Stored data entries:
******

// src/api/handlers/mod.rs
use actix_web::{web, HttpResponse};
use serde::Serialize;
use uuid::Uuid;
use crate::api::error::ApiError;
use crate::core::AppState;
use crate::logging::LogLevel;

pub mod osint;
pub mod scan;
pub mod system;

/// Unwrap a JSON body. A body that fails to parse is an unexpected failure,
/// not a validation error, so it maps to the endpoint's generic message.
pub(crate) fn parse_body<T>(
    body: Result<web::Json<T>, actix_web::Error>,
    failure: &'static str,
) -> Result<T, ApiError> {
    body.map(web::Json::into_inner)
        .map_err(|e| ApiError::failed(failure, e))
}

/// Missing, null and empty values are all rejected with `message`.
pub(crate) fn required(value: Option<String>, message: &'static str) -> Result<String, ApiError> {
    match value {
        Some(value) if !value.is_empty() => Ok(value),
        _ => Err(ApiError::BadRequest(message)),
    }
}

/// Record the outcome in the activity log and turn it into a response.
pub(crate) fn respond<T: Serialize>(
    state: &AppState,
    component: &str,
    outcome: Result<T, ApiError>,
) -> Result<HttpResponse, ApiError> {
    let request_id = Uuid::new_v4();

    let written = match &outcome {
        Ok(_) => state.logger.log(LogLevel::Info, component, "lookup served", Some(request_id), None),
        Err(ApiError::BadRequest(message)) => state.logger.log(
            LogLevel::Warning,
            component,
            &format!("validation rejected: {}", message),
            Some(request_id),
            None,
        ),
        Err(ApiError::Failed { message, detail }) => {
            log::error!("{} failed ({}): {}", component, request_id, detail);
            state.logger.log(LogLevel::Error, component, message, Some(request_id), Some(detail.as_str()))
        }
    };

    if let Err(e) = written {
        log::warn!("Failed to write activity log entry: {}", e);
    }

    let report = outcome?;
    Ok(HttpResponse::Ok()
        .insert_header(("X-Request-Id", request_id.to_string()))
        .json(report))
}
// src/api/handlers/osint.rs
use actix_web::{web, HttpResponse};
use crate::api::error::ApiError;
use crate::api::handlers::{parse_body, required, respond};
use crate::api::types::{DomainRequest, EmailRequest, MetadataRequest, UsernameRequest};
use crate::core::AppState;
use crate::osint::{darkweb, dns, email, metadata, social, whois, OsintError};

type Body<T> = Result<web::Json<T>, actix_web::Error>;

/// Check an email address against the simulated breach feed
#[utoipa::path(
    post,
    path = "/api/osint/darkweb",
    tag = "OSINT",
    request_body = EmailRequest,
    responses(
        (status = 200, description = "Breach report", body = crate::osint::darkweb::DarkwebReport),
        (status = 400, description = "Email is required", body = crate::api::types::ErrorResponse),
        (status = 500, description = "Dark web check failed", body = crate::api::types::ErrorResponse)
    )
)]
pub async fn check_darkweb(
    state: web::Data<AppState>,
    body: Body<EmailRequest>,
) -> Result<HttpResponse, ApiError> {
    const FAILED: &str = "Dark web check failed";

    let outcome = parse_body(body, FAILED)
        .and_then(|req| required(req.email, "Email is required"))
        .and_then(|email| {
            darkweb::simulate_with(&email, state.config.strategy)
                .map_err(|e| ApiError::failed(FAILED, e))
        });

    respond(&state, "osint.darkweb", outcome)
}

/// Generate DNS records for a domain
#[utoipa::path(
    post,
    path = "/api/osint/dns",
    tag = "OSINT",
    request_body = DomainRequest,
    responses(
        (status = 200, description = "DNS records", body = crate::osint::dns::DnsReport),
        (status = 400, description = "Domain is required", body = crate::api::types::ErrorResponse),
        (status = 500, description = "DNS lookup failed", body = crate::api::types::ErrorResponse)
    )
)]
pub async fn lookup_dns(
    state: web::Data<AppState>,
    body: Body<DomainRequest>,
) -> Result<HttpResponse, ApiError> {
    const FAILED: &str = "DNS lookup failed";

    let outcome = parse_body(body, FAILED)
        .and_then(|req| required(req.domain, "Domain is required"))
        .and_then(|domain| {
            dns::simulate_with(&domain, state.config.strategy)
                .map_err(|e| ApiError::failed(FAILED, e))
        });

    respond(&state, "osint.dns", outcome)
}

/// Harvest likely corporate addresses for a domain
#[utoipa::path(
    post,
    path = "/api/osint/email",
    tag = "OSINT",
    request_body = DomainRequest,
    responses(
        (status = 200, description = "Harvested addresses", body = crate::osint::email::EmailReport),
        (status = 400, description = "Valid domain required", body = crate::api::types::ErrorResponse),
        (status = 500, description = "Harvesting failed", body = crate::api::types::ErrorResponse)
    )
)]
pub async fn harvest_emails(
    state: web::Data<AppState>,
    body: Body<DomainRequest>,
) -> Result<HttpResponse, ApiError> {
    const INVALID: &str = "Valid domain required";
    const FAILED: &str = "Harvesting failed";

    let outcome = parse_body(body, FAILED)
        .and_then(|req| required(req.domain, INVALID))
        .and_then(|domain| {
            email::simulate_with(&domain, state.config.strategy).map_err(|e| match e {
                OsintError::InvalidDomain(_) => ApiError::BadRequest(INVALID),
                other => ApiError::failed(FAILED, other),
            })
        });

    respond(&state, "osint.email", outcome)
}

/// Extract simulated metadata for a file
#[utoipa::path(
    post,
    path = "/api/osint/metadata",
    tag = "OSINT",
    request_body = MetadataRequest,
    responses(
        (status = 200, description = "Extracted metadata", body = crate::osint::metadata::MetadataReport),
        (status = 400, description = "Invalid input", body = crate::api::types::ErrorResponse),
        (status = 500, description = "Analysis failed", body = crate::api::types::ErrorResponse)
    )
)]
pub async fn analyze_metadata(
    state: web::Data<AppState>,
    body: Body<MetadataRequest>,
) -> Result<HttpResponse, ApiError> {
    const INVALID: &str = "Invalid input";
    const FAILED: &str = "Analysis failed";

    let outcome = parse_body(body, FAILED)
        .and_then(|req| Ok((required(req.file_name, INVALID)?, required(req.file_type, INVALID)?)))
        .and_then(|(file_name, file_type)| {
            metadata::simulate_with(&file_name, &file_type, state.config.strategy)
                .map_err(|e| ApiError::failed(FAILED, e))
        });

    respond(&state, "osint.metadata", outcome)
}

/// Find profiles for a username across platforms
#[utoipa::path(
    post,
    path = "/api/osint/social",
    tag = "OSINT",
    request_body = UsernameRequest,
    responses(
        (status = 200, description = "Matching profiles", body = crate::osint::social::SocialReport),
        (status = 400, description = "Username required", body = crate::api::types::ErrorResponse),
        (status = 500, description = "Analysis failed", body = crate::api::types::ErrorResponse)
    )
)]
pub async fn find_profiles(
    state: web::Data<AppState>,
    body: Body<UsernameRequest>,
) -> Result<HttpResponse, ApiError> {
    const FAILED: &str = "Analysis failed";

    let outcome = parse_body(body, FAILED)
        .and_then(|req| required(req.username, "Username required"))
        .and_then(|username| {
            social::simulate_with(&username, state.config.strategy)
                .map_err(|e| ApiError::failed(FAILED, e))
        });

    respond(&state, "osint.social", outcome)
}

/// Generate a WHOIS record for a domain
#[utoipa::path(
    post,
    path = "/api/osint/whois",
    tag = "OSINT",
    request_body = DomainRequest,
    responses(
        (status = 200, description = "WHOIS record", body = crate::osint::whois::WhoisResponse),
        (status = 400, description = "Domain is required", body = crate::api::types::ErrorResponse),
        (status = 500, description = "WHOIS lookup failed", body = crate::api::types::ErrorResponse)
    )
)]
pub async fn lookup_whois(
    state: web::Data<AppState>,
    body: Body<DomainRequest>,
) -> Result<HttpResponse, ApiError> {
    const FAILED: &str = "WHOIS lookup failed";

    let outcome = parse_body(body, FAILED)
        .and_then(|req| required(req.domain, "Domain is required"))
        .and_then(|domain| {
            whois::simulate_with(&domain, state.config.strategy)
                .map_err(|e| ApiError::failed(FAILED, e))
        });

    respond(&state, "osint.whois", outcome)
}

******

Required work: The response should consist of the entries above, retyped exactly.

Exercise solution:
// src/api/handlers/mod.rs
use actix_web::{web, HttpResponse};
use serde::Serialize;
use uuid::Uuid;
use crate::api::error::ApiError;
use crate::core::AppState;
use crate::logging::LogLevel;

pub mod osint;
pub mod scan;
pub mod system;

/// Unwrap a JSON body. A body that fails to parse is an unexpected failure,
/// not a validation error, so it maps to the endpoint's generic message.
pub(crate) fn parse_body<T>(
    body: Result<web::Json<T>, actix_web::Error>,
    failure: &'static str,
) -> Result<T, ApiError> {
    body.map(web::Json::into_inner)
        .map_err(|e| ApiError::failed(failure, e))
}

/// Missing, null and empty values are all rejected with `message`.
pub(crate) fn required(value: Option<String>, message: &'static str) -> Result<String, ApiError> {
    match value {
        Some(value) if !value.is_empty() => Ok(value),
        _ => Err(ApiError::BadRequest(message)),
    }
}

/// Record the outcome in the activity log and turn it into a response.
pub(crate) fn respond<T: Serialize>(
    state: &AppState,
    component: &str,
    outcome: Result<T, ApiError>,
) -> Result<HttpResponse, ApiError> {
    let request_id = Uuid::new_v4();

    let written = match &outcome {
        Ok(_) => state.logger.log(LogLevel::Info, component, "lookup served", Some(request_id), None),
        Err(ApiError::BadRequest(message)) => state.logger.log(
            LogLevel::Warning,
            component,
            &format!("validation rejected: {}", message),
            Some(request_id),
            None,
        ),
        Err(ApiError::Failed { message, detail }) => {
            log::error!("{} failed ({}): {}", component, request_id, detail);
            state.logger.log(LogLevel::Error, component, message, Some(request_id), Some(detail.as_str()))
        }
    };

    if let Err(e) = written {
        log::warn!("Failed to write activity log entry: {}", e);
    }

    let report = outcome?;
    Ok(HttpResponse::Ok()
        .insert_header(("X-Request-Id", request_id.to_string()))
        .json(report))
}
// src/api/handlers/osint.rs
use actix_web::{web, HttpResponse};
use crate::api::error::ApiError;
use crate::api::handlers::{parse_body, required, respond};
use crate::api::types::{DomainRequest, EmailRequest, MetadataRequest, UsernameRequest};
use crate::core::AppState;
use crate::osint::{darkweb, dns, email, metadata, social, whois, OsintError};

type Body<T> = Result<web::Json<T>, actix_web::Error>;

/// Check an email address against the simulated breach feed
#[utoipa::path(
    post,
    path = "/api/osint/darkweb",
    tag = "OSINT",
    request_body = EmailRequest,
    responses(
        (status = 200, description = "Breach report", body = crate::osint::darkweb::DarkwebReport),
        (status = 400, description = "Email is required", body = crate::api::types::ErrorResponse),
        (status = 500, description = "Dark web check failed", body = crate::api::types::ErrorResponse)
    )
)]
pub async fn check_darkweb(
    state: web::Data<AppState>,
    body: Body<EmailRequest>,
) -> Result<HttpResponse, ApiError> {
    const FAILED: &str = "Dark web check failed";

    let outcome = parse_body(body, FAILED)
        .and_then(|req| required(req.email, "Email is required"))
        .and_then(|email| {
            darkweb::simulate_with(&email, state.config.strategy)
                .map_err(|e| ApiError::failed(FAILED, e))
        });

    respond(&state, "osint.darkweb", outcome)
}

/// Generate DNS records for a domain
#[utoipa::path(
    post,
    path = "/api/osint/dns",
    tag = "OSINT",
    request_body = DomainRequest,
    responses(
        (status = 200, description = "DNS records", body = crate::osint::dns::DnsReport),
        (status = 400, description = "Domain is required", body = crate::api::types::ErrorResponse),
        (status = 500, description = "DNS lookup failed", body = crate::api::types::ErrorResponse)
    )
)]
pub async fn lookup_dns(
    state: web::Data<AppState>,
    body: Body<DomainRequest>,
) -> Result<HttpResponse, ApiError> {
    const FAILED: &str = "DNS lookup failed";

    let outcome = parse_body(body, FAILED)
        .and_then(|req| required(req.domain, "Domain is required"))
        .and_then(|domain| {
            dns::simulate_with(&domain, state.config.strategy)
                .map_err(|e| ApiError::failed(FAILED, e))
        });

    respond(&state, "osint.dns", outcome)
}

/// Harvest likely corporate addresses for a domain
#[utoipa::path(
    post,
    path = "/api/osint/email",
    tag = "OSINT",
    request_body = DomainRequest,
    responses(
        (status = 200, description = "Harvested addresses", body = crate::osint::email::EmailReport),
        (status = 400, description = "Valid domain required", body = crate::api::types::ErrorResponse),
        (status = 500, description = "Harvesting failed", body = crate::api::types::ErrorResponse)
    )
)]
pub async fn harvest_emails(
    state: web::Data<AppState>,
    body: Body<DomainRequest>,
) -> Result<HttpResponse, ApiError> {
    const INVALID: &str = "Valid domain required";
    const FAILED: &str = "Harvesting failed";

    let outcome = parse_body(body, FAILED)
        .and_then(|req| required(req.domain, INVALID))
        .and_then(|domain| {
            email::simulate_with(&domain, state.config.strategy).map_err(|e| match e {
                OsintError::InvalidDomain(_) => ApiError::BadRequest(INVALID),
                other => ApiError::failed(FAILED, other),
            })
        });

    respond(&state, "osint.email", outcome)
}

/// Extract simulated metadata for a file
#[utoipa::path(
    post,
    path = "/api/osint/metadata",
    tag = "OSINT",
    request_body = MetadataRequest,
    responses(
        (status = 200, description = "Extracted metadata", body = crate::osint::metadata::MetadataReport),
        (status = 400, description = "Invalid input", body = crate::api::types::ErrorResponse),
        (status = 500, description = "Analysis failed", body = crate::api::types::ErrorResponse)
    )
)]
pub async fn analyze_metadata(
    state: web::Data<AppState>,
    body: Body<MetadataRequest>,
) -> Result<HttpResponse, ApiError> {
    const INVALID: &str = "Invalid input";
    const FAILED: &str = "Analysis failed";

    let outcome = parse_body(body, FAILED)
        .and_then(|req| Ok((required(req.file_name, INVALID)?, required(req.file_type, INVALID)?)))
        .and_then(|(file_name, file_type)| {
            metadata::simulate_with(&file_name, &file_type, state.config.strategy)
                .map_err(|e| ApiError::failed(FAILED, e))
        });

    respond(&state, "osint.metadata", outcome)
}

/// Find profiles for a username across platforms
#[utoipa::path(
    post,
    path = "/api/osint/social",
    tag = "OSINT",
    request_body = UsernameRequest,
    responses(
        (status = 200, description = "Matching profiles", body = crate::osint::social::SocialReport),
        (status = 400, description = "Username required", body = crate::api::types::ErrorResponse),
        (status = 500, description = "Analysis failed", body = crate::api::types::ErrorResponse)
    )
)]
pub async fn find_profiles(
    state: web::Data<AppState>,
    body: Body<UsernameRequest>,
) -> Result<HttpResponse, ApiError> {
    const FAILED: &str = "Analysis failed";

    let outcome = parse_body(body, FAILED)
        .and_then(|req| required(req.username, "Username required"))
        .and_then(|username| {
            social::simulate_with(&username, state.config.strategy)
                .map_err(|e| ApiError::failed(FAILED, e))
        });

    respond(&state, "osint.social", outcome)
}

/// Generate a WHOIS record for a domain
#[utoipa::path(
    post,
    path = "/api/osint/whois",
    tag = "OSINT",
    request_body = DomainRequest,
    responses(
        (status = 200, description = "WHOIS record", body = crate::osint::whois::WhoisResponse),
        (status = 400, description = "Domain is required", body = crate::api::types::ErrorResponse),
        (status = 500, description = "WHOIS lookup failed", body = crate::api::types::ErrorResponse)
    )
)]
pub async fn lookup_whois(
    state: web::Data<AppState>,
    body: Body<DomainRequest>,
) -> Result<HttpResponse, ApiError> {
    const FAILED: &str = "WHOIS lookup failed";

    let outcome = parse_body(body, FAILED)
        .and_then(|req| required(req.domain, "Domain is required"))
        .and_then(|domain| {
            whois::simulate_with(&domain, state.config.strategy)
                .map_err(|e| ApiError::failed(FAILED, e))
        });

    respond(&state, "osint.whois", outcome)
}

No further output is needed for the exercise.